─── Information given ───

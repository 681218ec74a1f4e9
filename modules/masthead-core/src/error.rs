use thiserror::Error;

pub type Result<T> = std::result::Result<T, MastheadError>;

#[derive(Error, Debug)]
pub enum MastheadError {
    #[error("Content source error: {0}")]
    Source(String),

    #[error("Configuration error: {0}")]
    Config(String),

    #[error("Not found: {0}")]
    NotFound(String),

    #[error(transparent)]
    Anyhow(#[from] anyhow::Error),
}
pub mod contact;

use std::sync::Arc;

use axum::{
    extract::{Path, Query, State},
    http::StatusCode,
    response::{IntoResponse, Json},
};
use serde::Deserialize;
use tracing::warn;

use masthead_core::{categories, DisplayEssay};

use crate::AppState;

/// Cap on how many upstream pages one request may pull through the feed.
const MAX_PAGES_PER_REQUEST: u32 = 10;

#[derive(Deserialize)]
pub struct FeedQuery {
    pages: Option<u32>,
}

/// `GET /api/feed/{section}?pages=n` — the merged, deduplicated feed for a
/// section, loaded through that section's cached `Feed` up to `n` pages.
pub async fn api_feed(
    State(state): State<Arc<AppState>>,
    Path(section): Path<String>,
    Query(params): Query<FeedQuery>,
) -> impl IntoResponse {
    let Some(category) = categories::by_slug(&section) else {
        return (
            StatusCode::NOT_FOUND,
            Json(serde_json::json!({"error": "unknown section"})),
        )
            .into_response();
    };
    if !category.is_configured() {
        return (
            StatusCode::NOT_FOUND,
            Json(serde_json::json!({"error": "section not configured"})),
        )
            .into_response();
    }

    let pages = params.pages.unwrap_or(1).clamp(1, MAX_PAGES_PER_REQUEST);

    let entry = state
        .feeds
        .entry(category.slug, category.id, state.feed_page_size)
        .await;
    let mut entry = entry.lock().await;
    entry.ensure_fresh(state.feeds.ttl());

    while entry.feed.page() < pages && entry.feed.has_more() {
        if let Err(e) = entry.feed.load_next(&state.client).await {
            warn!(section = category.slug, error = %e, "Feed page load failed");
            if entry.feed.items().is_empty() {
                return (
                    StatusCode::BAD_GATEWAY,
                    Json(serde_json::json!({"error": "content source unavailable"})),
                )
                    .into_response();
            }
            // Keep serving what already loaded; the client can retry.
            break;
        }
    }

    Json(serde_json::json!({
        "section": category.slug,
        "items": entry.feed.items(),
        "has_more": entry.feed.has_more(),
    }))
    .into_response()
}

/// `GET /api/essays/{slug}` — one essay, display-ready.
pub async fn api_essay(
    State(state): State<Arc<AppState>>,
    Path(slug): Path<String>,
) -> impl IntoResponse {
    match state.client.get_post_by_slug(&slug).await {
        Ok(Some(post)) => Json(DisplayEssay::from_remote(&post)).into_response(),
        Ok(None) => (
            StatusCode::NOT_FOUND,
            Json(serde_json::json!({"error": "essay not found"})),
        )
            .into_response(),
        Err(e) => {
            warn!(slug, error = %e, "Essay lookup failed");
            (
                StatusCode::BAD_GATEWAY,
                Json(serde_json::json!({"error": "content source unavailable"})),
            )
                .into_response()
        }
    }
}
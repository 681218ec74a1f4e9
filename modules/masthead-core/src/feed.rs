use std::collections::HashSet;

use async_trait::async_trait;
use wordpress_client::{RemotePost, WordPressClient, WordPressError};

use crate::display::DisplayPost;
use crate::error::{MastheadError, Result};

/// One page of results from a post source. `OutOfRange` is the source's
/// terminal signal for exhausted pagination, not a failure.
#[derive(Debug)]
pub enum FeedPage {
    Posts(Vec<RemotePost>),
    OutOfRange,
}

/// Seam between the feed engine and the content source, mocked in tests.
#[async_trait]
pub trait PostSource: Send + Sync {
    async fn posts_page(&self, category_id: u32, page: u32, per_page: u32) -> Result<FeedPage>;
}

#[async_trait]
impl PostSource for WordPressClient {
    async fn posts_page(&self, category_id: u32, page: u32, per_page: u32) -> Result<FeedPage> {
        match self.list_posts(category_id, page, per_page).await {
            Ok(posts) => Ok(FeedPage::Posts(posts)),
            Err(WordPressError::PageOutOfRange) => Ok(FeedPage::OutOfRange),
            Err(e) => Err(MastheadError::Source(e.to_string())),
        }
    }
}

/// An incrementally-loaded, deduplicated, date-descending feed for one
/// category. Every section parameterizes this one implementation through
/// `{category_id, per_page}`.
///
/// Lifecycle: fresh feeds start before page 1 with `has_more = true`;
/// `load_next` advances one page at a time until a short page or an
/// out-of-range response ends pagination. A failed load leaves items and the
/// page cursor untouched, so retrying re-requests the same page.
#[derive(Debug)]
pub struct Feed {
    category_id: u32,
    per_page: u32,
    items: Vec<DisplayPost>,
    page: u32,
    has_more: bool,
    last_error: Option<String>,
}

impl Feed {
    pub fn new(category_id: u32, per_page: u32) -> Self {
        Self {
            category_id,
            per_page,
            items: Vec::new(),
            page: 0,
            has_more: true,
            last_error: None,
        }
    }

    pub fn items(&self) -> &[DisplayPost] {
        &self.items
    }

    /// Pages loaded so far.
    pub fn page(&self) -> u32 {
        self.page
    }

    pub fn has_more(&self) -> bool {
        self.has_more
    }

    /// Message from the most recent failed load, cleared on success.
    pub fn last_error(&self) -> Option<&str> {
        self.last_error.as_deref()
    }

    /// Fetch and merge the next page. Returns the number of items appended.
    ///
    /// Items whose `href` is already present are dropped, so re-fetching a
    /// page never duplicates entries. A page shorter than `per_page` (or an
    /// out-of-range response) clears `has_more`.
    pub async fn load_next<S: PostSource + ?Sized>(&mut self, source: &S) -> Result<usize> {
        if !self.has_more {
            return Ok(0);
        }

        let next = self.page + 1;
        let page = match source
            .posts_page(self.category_id, next, self.per_page)
            .await
        {
            Ok(page) => page,
            Err(e) => {
                tracing::warn!(
                    category_id = self.category_id,
                    page = next,
                    error = %e,
                    "Feed page load failed"
                );
                self.last_error = Some(e.to_string());
                return Err(e);
            }
        };

        let posts = match page {
            FeedPage::OutOfRange => {
                self.has_more = false;
                self.page = next;
                self.last_error = None;
                return Ok(0);
            }
            FeedPage::Posts(posts) => posts,
        };

        self.has_more = posts.len() as u32 == self.per_page;
        self.page = next;
        self.last_error = None;

        let mut seen: HashSet<String> = self.items.iter().map(|i| i.href.clone()).collect();
        let mut appended = 0;
        for post in &posts {
            let display = DisplayPost::from_remote(post);
            if !seen.insert(display.href.clone()) {
                continue;
            }
            self.items.push(display);
            appended += 1;
        }

        tracing::debug!(
            category_id = self.category_id,
            page = next,
            appended,
            total = self.items.len(),
            has_more = self.has_more,
            "Feed page merged"
        );
        Ok(appended)
    }

    /// Drop all loaded state, as when the owning view switches category.
    pub fn reset(&mut self) {
        self.items.clear();
        self.page = 0;
        self.has_more = true;
        self.last_error = None;
    }
}
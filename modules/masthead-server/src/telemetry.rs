use std::sync::Once;

use tracing_subscriber::EnvFilter;

static INIT: Once = Once::new();

/// Initialize structured logging. Safe to call more than once; only the
/// first call installs the subscriber.
pub fn init_tracing() {
    INIT.call_once(|| {
        tracing_subscriber::fmt()
            .with_env_filter(
                EnvFilter::try_from_default_env()
                    .unwrap_or_else(|_| EnvFilter::new("masthead=info,tower_http=info")),
            )
            .init();
    });
}
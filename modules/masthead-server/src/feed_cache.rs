use std::collections::HashMap;
use std::sync::Arc;
use std::time::{Duration, Instant};

use masthead_core::Feed;
use tokio::sync::{Mutex, RwLock};

/// A cached feed plus the moment it was last (re)started. Each entry has its
/// own lock, so at most one load runs per feed while other sections proceed
/// independently.
pub struct FeedEntry {
    pub feed: Feed,
    refreshed_at: Instant,
}

impl FeedEntry {
    fn new(feed: Feed) -> Self {
        Self {
            feed,
            refreshed_at: Instant::now(),
        }
    }

    /// Restart the feed from page 1 once the entry outlives the TTL, so
    /// served pages track upstream edits without refetching per request.
    pub fn ensure_fresh(&mut self, ttl: Duration) {
        if self.refreshed_at.elapsed() >= ttl {
            self.feed.reset();
            self.refreshed_at = Instant::now();
        }
    }
}

/// Per-section feed instances behind a short TTL. The section set is small
/// and fixed, so entries are never evicted, only reset.
pub struct FeedCache {
    ttl: Duration,
    entries: RwLock<HashMap<String, Arc<Mutex<FeedEntry>>>>,
}

impl FeedCache {
    pub fn new(ttl: Duration) -> Self {
        Self {
            ttl,
            entries: RwLock::new(HashMap::new()),
        }
    }

    pub fn ttl(&self) -> Duration {
        self.ttl
    }

    /// Fetch the entry for a section, creating it on first use.
    pub async fn entry(
        &self,
        slug: &str,
        category_id: u32,
        per_page: u32,
    ) -> Arc<Mutex<FeedEntry>> {
        if let Some(entry) = self.entries.read().await.get(slug) {
            return entry.clone();
        }

        let mut entries = self.entries.write().await;
        entries
            .entry(slug.to_string())
            .or_insert_with(|| Arc::new(Mutex::new(FeedEntry::new(Feed::new(category_id, per_page)))))
            .clone()
    }
}

#[cfg(test)]
mod tests {
    use super::*;

    #[tokio::test]
    async fn same_section_shares_one_entry() {
        let cache = FeedCache::new(Duration::from_secs(60));
        let a = cache.entry("culture", 17, 12).await;
        let b = cache.entry("culture", 17, 12).await;
        assert!(Arc::ptr_eq(&a, &b));

        let c = cache.entry("tech", 4, 12).await;
        assert!(!Arc::ptr_eq(&a, &c));
    }

    #[tokio::test]
    async fn zero_ttl_resets_on_touch() {
        let cache = FeedCache::new(Duration::ZERO);
        let entry = cache.entry("culture", 17, 12).await;
        let mut guard = entry.lock().await;
        guard.ensure_fresh(cache.ttl());
        assert_eq!(guard.feed.page(), 0);
        assert!(guard.feed.has_more());
    }
}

───

Work instructions: In the entries above, find each line with the word "derive" and show it.

Task output:
#[derive(Error, Debug)]
#[derive(Deserialize)]
#[derive(Debug)]
#[derive(Debug)]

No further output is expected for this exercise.